Zijn mond gaat eng in een grijns.
'Je hebt wilde fantasieën,' merkt hij op. 'Je zal een aardige munt opleveren.' Ik durf niet met mijn ogen te rollen.

'Als ik je niet zelf hou,' fluistert hij in mijn oor. Ik wil grommen en trappen maar blijf hulpeloos en onderdanig staan.

'Misschien wil de prins of de koning mij wel,' opper ik boos door zijn gedreig en spelletjes. Dit is duidelijk intimidatie.

Hij lacht me uit.
Ik krijg er kippenvel van. 'Je denkt toch niet dat zulke jongens verliefd raken op meisjes zoals jij?'

'Hoe bedoel je?'

'Je ogen bijvoorbeeld. Mannen schuwen zulke ogen. Ze zeggen dat je erdoor ontembaar bent als een duivelin.' Daarom zijn we dus hier.

Mijn ogen. Hij wil gewoon weten, wat iedereen wil weten.

'Ik wil weten hoe je aan je ogen komt.
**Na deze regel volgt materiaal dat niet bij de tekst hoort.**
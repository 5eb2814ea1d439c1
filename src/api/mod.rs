//! HTTP API for the session lifecycle.
//!
//! All routes live under `/api`; everything else falls through to
//! the static frontend, wired up in `main`.

mod error;
mod events;
mod questions;
mod responses;

pub use error::{ApiError, ApiResult};

use std::sync::Arc;

use axum::{
    routing::{get, post},
    Json, Router,
};

use crate::protocol::AckBody;
use crate::service::EventService;

/// Build the API router with every session route wired up.
pub fn router(service: Arc<EventService>) -> Router {
    Router::new()
        .route("/api/events", post(events::create_event))
        .route("/api/events/code/{code}", get(events::get_event_by_code))
        .route("/api/events/{event_id}", get(events::get_event_by_id))
        .route(
            "/api/events/{event_id}/questions",
            post(questions::add_question),
        )
        .route(
            "/api/events/{event_id}/questions/active",
            get(questions::get_active_question),
        )
        .route(
            "/api/events/{event_id}/questions/{question_id}/activate",
            post(questions::activate_question),
        )
        .route(
            "/api/events/{event_id}/questions/{question_id}/responses",
            post(responses::submit_response),
        )
        .route(
            "/api/events/{event_id}/questions/{question_id}/responses/clear",
            post(responses::clear_responses),
        )
        .route(
            "/api/events/{event_id}/responses",
            get(responses::list_responses),
        )
        .route(
            "/api/events/{event_id}/responses/{response_id}/moderate",
            post(responses::moderate_response),
        )
        .route(
            "/api/events/{event_id}/admin/verify",
            post(events::verify_admin),
        )
        .route("/health", get(health))
        .with_state(service)
}

/// Liveness probe.
///
/// GET /health
async fn health() -> Json<AckBody> {
    Json(AckBody { ok: true })
}
//! Event creation, lookup and host verification.

use std::sync::Arc;

use axum::{
    extract::{Path, State},
    Json,
};

use super::ApiResult;
use crate::error::EventError;
use crate::protocol::{AckBody, CreateEventBody, CreatedEventBody, EventBody, VerifyAdminBody};
use crate::service::EventService;

/// Create a new event.
///
/// POST /api/events
///
/// The reply carries the admin key and PIN. They are not retrievable
/// afterwards, so the caller has to hold on to them.
pub async fn create_event(
    State(service): State<Arc<EventService>>,
    Json(body): Json<CreateEventBody>,
) -> ApiResult<Json<CreatedEventBody>> {
    let event = service.create_event(&body.name).await?;
    Ok(Json(CreatedEventBody::from(event)))
}

/// Look up an event by the access code participants type in.
///
/// GET /api/events/code/{code}
pub async fn get_event_by_code(
    State(service): State<Arc<EventService>>,
    Path(code): Path<String>,
) -> ApiResult<Json<EventBody>> {
    let event = service
        .find_by_code(&code)
        .await?
        .ok_or_else(|| EventError::not_found("event", &code))?;
    Ok(Json(EventBody::from(event)))
}

/// Fetch the full event document, questions and responses included.
///
/// GET /api/events/{event_id}
pub async fn get_event_by_id(
    State(service): State<Arc<EventService>>,
    Path(event_id): Path<String>,
) -> ApiResult<Json<EventBody>> {
    let event = service
        .find_by_id(&event_id)
        .await?
        .ok_or_else(|| EventError::not_found("event", &event_id))?;
    Ok(Json(EventBody::from(event)))
}

/// Check host credentials.
///
/// POST /api/events/{event_id}/admin/verify
///
/// Wrong credentials answer `{ "ok": false }` with status 200; only
/// an unknown event is an error.
pub async fn verify_admin(
    State(service): State<Arc<EventService>>,
    Path(event_id): Path<String>,
    Json(body): Json<VerifyAdminBody>,
) -> ApiResult<Json<AckBody>> {
    let ok = service
        .verify_admin(&event_id, &body.admin_key, &body.admin_pin)
        .await?;
    Ok(Json(AckBody { ok }))
}
async fn host_loop(client: ApiClient, event_id: String) -> ClientResult<()> {
    let view = AdminView::spawn(client, event_id, SyncConfig::default());
    let mut updates = view.subscribe();
    let mut lines = BufReader::new(tokio::io::stdin()).lines();
    let mut last = AdminViewState::default();

    println!("{}", HOST_HELP);
    loop {
        tokio::select! {
            changed = updates.changed() => {
                if changed.is_err() {
                    break;
                }
                let state = updates.borrow_and_update().clone();
                if state != last {
                    render_host(&state);
                    last = state;
                }
            }
            line = lines.next_line() => {
                match line? {
                    Some(line) => {
                        if !host_command(&view, line.trim()).await {
                            break;
                        }
                    }
                    None => break,
                }
            }
        }
    }
    Ok(())
}

/// Runs one host command. Returns false when the loop should end.
async fn host_command(view: &AdminView, line: &str) -> bool {
    if line.is_empty() {
        return true;
    }
    let (command, rest) = match line.split_once(char::is_whitespace) {
        Some((c, r)) => (c, r.trim()),
        None => (line, ""),
    };
    let outcome: ClientResult<()> = match command {
        "/ask" if !rest.is_empty() => view.post_question(rest).await.map(|q| {
            println!("live: {}", q.text);
        }),
        "/answer" if !rest.is_empty() => view.submit_answer(rest).await.map(|_| ()),
        "/questions" => list_questions(view).await,
        "/switch" => switch_question(view, rest).await,
        "/responses" => {
            render_moderation(&view.state());
            Ok(())
        }
        "/hide" if !rest.is_empty() => moderate(view, rest, true).await,
        "/show" if !rest.is_empty() => moderate(view, rest, false).await,
        "/clear" => view.clear_active().await.map(|q| {
            println!("cleared: {}", q.text);
        }),
        "/export" => view.export_responses().map(|json| println!("{}", json)),
        "/help" => {
            println!("{}", HOST_HELP);
            Ok(())
        }
        "/quit" => return false,
        _ => {
            println!("unknown command, /help lists them");
            Ok(())
        }
    };
    if let Err(e) = outcome {
        println!("error: {}", e);
    }
    true
}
Vertel me de waarheid en je bent niet geruïneerd voor je zielsverwant.'

Ik denk dat hij bluft. Hij begint echter bijna rood te zien door woede.
'Ik zou je zo op het mos gooien en je neuken. Ik heb ergens gelezen dat omega vrouwtjes het heerlijk vinden om zo ruw te worden behandeld.' Dit omega vrouwtje niet, in elk geval.

'Goed dan, ik zal het u vertellen.'

Het is toch een saai verhaal. En natuurlijk krijgt hij gratis en voor niets een aangepaste versie.